Monday 13 December 2010

Sabotage (1935)

I researched an Alfred Hitchcock film to observe certain techniques i can use in my Thriller opening. In his 1935 hit 'Sabotage' Hitchcock uses Suspense to great affect, so well in fact that now days he is known as 'The master of Suspense'
The plot of the film in short is that a young boy has to deliver a film canister to his uncles film studio by 12 O'clock, however the dramatic irony is that we as the audience know that the film canister is actually a bomb, that is set to go off at 1:45 pm. This creates suspense throughout the film as we as the audience are hooked to the film as we want to know whether the boy delivers the film, whether the bomb goes off and whether the boy gets harmed or not.

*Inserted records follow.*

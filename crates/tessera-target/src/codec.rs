//! Quoting and escaping for target strings.
//!
//! Target strings use a single quote character (`'`) to protect separators
//! and a single escape character (`\`) to protect the next character.
//! [`interpret`] decodes a token, [`uninterpret`] is its inverse:
//!
//! ```text
//! blah                -> blah         nothing happens
//! 'blah'              -> blah         enclosing quotes removed
//! 'bl'ah              -> 'bl'ah       non-enclosing quotes remain
//! '\'blah\''          -> 'blah'       enclosing quotes removed, escapes interpreted
//! ```

/// The quote character.
pub const QUOTE: char = '\'';
/// The escape character.
pub const ESCAPE: char = '\\';

/// Whether the whole string is enclosed in one pair of unescaped quotes.
///
/// An unescaped quote in the interior means the outer quotes are not a pair,
/// and a trailing escape means the closing quote itself is escaped.
pub fn is_quoted(s: &str) -> bool {
    let chars: Vec<char> = s.chars().collect();
    if chars.len() < 2 || chars[0] != QUOTE || chars[chars.len() - 1] != QUOTE {
        return false;
    }
    let mut escaping = false;
    for &c in &chars[1..chars.len() - 1] {
        if escaping {
            escaping = false;
        } else if c == ESCAPE {
            escaping = true;
        } else if c == QUOTE {
            return false;
        }
    }
    !escaping
}

/// Wrap `s` in quotes. The interior is not escaped.
pub fn quote(s: &str) -> String {
    let mut out = String::with_capacity(s.len() + 2);
    out.push(QUOTE);
    out.push_str(s);
    out.push(QUOTE);
    out
}

/// Join pieces with `separator`.
///
/// # Panics
///
/// Panics if `separator` is the quote or escape character.
pub fn join<S: AsRef<str>>(pieces: &[S], separator: char) -> String {
    assert!(
        separator != QUOTE && separator != ESCAPE,
        "string join separator cannot be {QUOTE} or {ESCAPE}"
    );
    let mut out = String::new();
    for (i, piece) in pieces.iter().enumerate() {
        if i > 0 {
            out.push(separator);
        }
        out.push_str(piece.as_ref());
    }
    out
}

/// Decode quotes and escapes.
///
/// A fully quoted string loses its outer quotes first and is then treated as
/// unquoted. Outside a quoted span an escape sequence decodes to the escaped
/// character; inside one the whole sequence is kept. Quotes that are not
/// escaped toggle the quoted span and are kept.
pub fn interpret(s: &str) -> String {
    if s.is_empty() {
        return String::new();
    }
    let chars: Vec<char> = s.chars().collect();
    let body = if is_quoted(s) {
        &chars[1..chars.len() - 1]
    } else {
        &chars[..]
    };

    let mut out = String::with_capacity(s.len());
    let mut inside_quote = false;
    let mut escaping = false;
    for &c in body {
        if escaping {
            escaping = false;
        } else if c == ESCAPE {
            escaping = true;
            if !inside_quote {
                continue;
            }
        } else if c == QUOTE {
            inside_quote = !inside_quote;
        }
        out.push(c);
    }
    out
}

/// Escape every quote and escape character so that
/// `interpret(&uninterpret(s)) == s`.
pub fn uninterpret(s: &str) -> String {
    let mut out = String::with_capacity(s.len());
    for c in s.chars() {
        if c == ESCAPE || c == QUOTE {
            out.push(ESCAPE);
        }
        out.push(c);
    }
    out
}

#[cfg(test)]
mod tests {
    use super::*;

    #[test]
    fn quoted_detection() {
        assert!(is_quoted("'abc'"));
        assert!(is_quoted("''"));
        assert!(!is_quoted("'ab'c"));
        assert!(!is_quoted("'a'b'"));
        assert!(is_quoted(r"'a\'b'"));
        assert!(!is_quoted("'"));
        assert!(!is_quoted("abc"));
    }

    #[test]
    fn escaped_closing_quote_is_not_a_pair() {
        assert!(!is_quoted(r"'abc\'"));
    }

    #[test]
    fn interpret_examples() {
        assert_eq!(interpret("blah"), "blah");
        assert_eq!(interpret("'blah'"), "blah");
        assert_eq!(interpret("'bl'ah"), "'bl'ah");
        assert_eq!(interpret(r"'\'blah\''"), "'blah'");
        assert_eq!(interpret(r"'\'\\\'blah\\\'\''"), r"'\'blah\''");
        assert_eq!(interpret(""), "");
    }

    #[test]
    fn interpret_twice_peels_layers() {
        let once = interpret(r"'\'\\\'blah\\\'\''");
        assert_eq!(interpret(&once), "'blah'");
    }

    #[test]
    fn escapes_inside_quotes_are_kept() {
        assert_eq!(interpret(r"a'b\'c'd"), r"a'b\'c'd");
        assert_eq!(interpret(r"a\ b"), "a b");
    }

    #[test]
    fn uninterpret_escapes_specials() {
        assert_eq!(uninterpret("it's"), r"it\'s");
        assert_eq!(uninterpret(r"a\b"), r"a\\b");
        assert_eq!(uninterpret("plain"), "plain");
    }

    #[test]
    fn quote_wraps_verbatim() {
        assert_eq!(quote("a b"), "'a b'");
        assert_eq!(quote(""), "''");
    }

    #[test]
    fn join_with_separator() {
        assert_eq!(join(&["a", "b", "c"], ','), "a,b,c");
        assert_eq!(join::<&str>(&[], ','), "");
    }

    #[test]
    #[should_panic(expected = "separator")]
    fn join_rejects_quote_separator() {
        join(&["a"], QUOTE);
    }

    mod proptests {
        use proptest::prelude::*;

        use super::super::*;

        proptest! {
            #[test]
            fn uninterpret_round_trips(s in "[ -~]{0,32}") {
                prop_assert_eq!(interpret(&uninterpret(&s)), s);
            }

            #[test]
            fn plain_strings_are_fixed_points(s in "[a-zA-Z0-9 ,=_.-]{0,32}") {
                prop_assert_eq!(interpret(&s), s.clone());
                prop_assert_eq!(uninterpret(&s), s);
            }
        }
    }
}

Hitchcock uses music to create the suspense, he uses music like a clock ticking to build up the tension of the bomb going off as we don't know whether the boy is going to get to the film studio in time or not.
Throughout the sequence Hitchcock keeps showing shots of a clock followed by the ticking music (the sound of the music is parallel and Diegetic music) the clock emphasis the tension further as we keep seeing the time getting closer and closer to the time the bomb is due to go off.
The fact that we as the audience know that the bomb is in the film canister and that the young boy doesn't is a use of Dramatic irony. The dramatic irony is that we know the boy is carrying a bomb but the boy doesn't. This means that we get really tense when we see the boy taking his time around a busy london as we don't want the bomb to go off and kill everyone.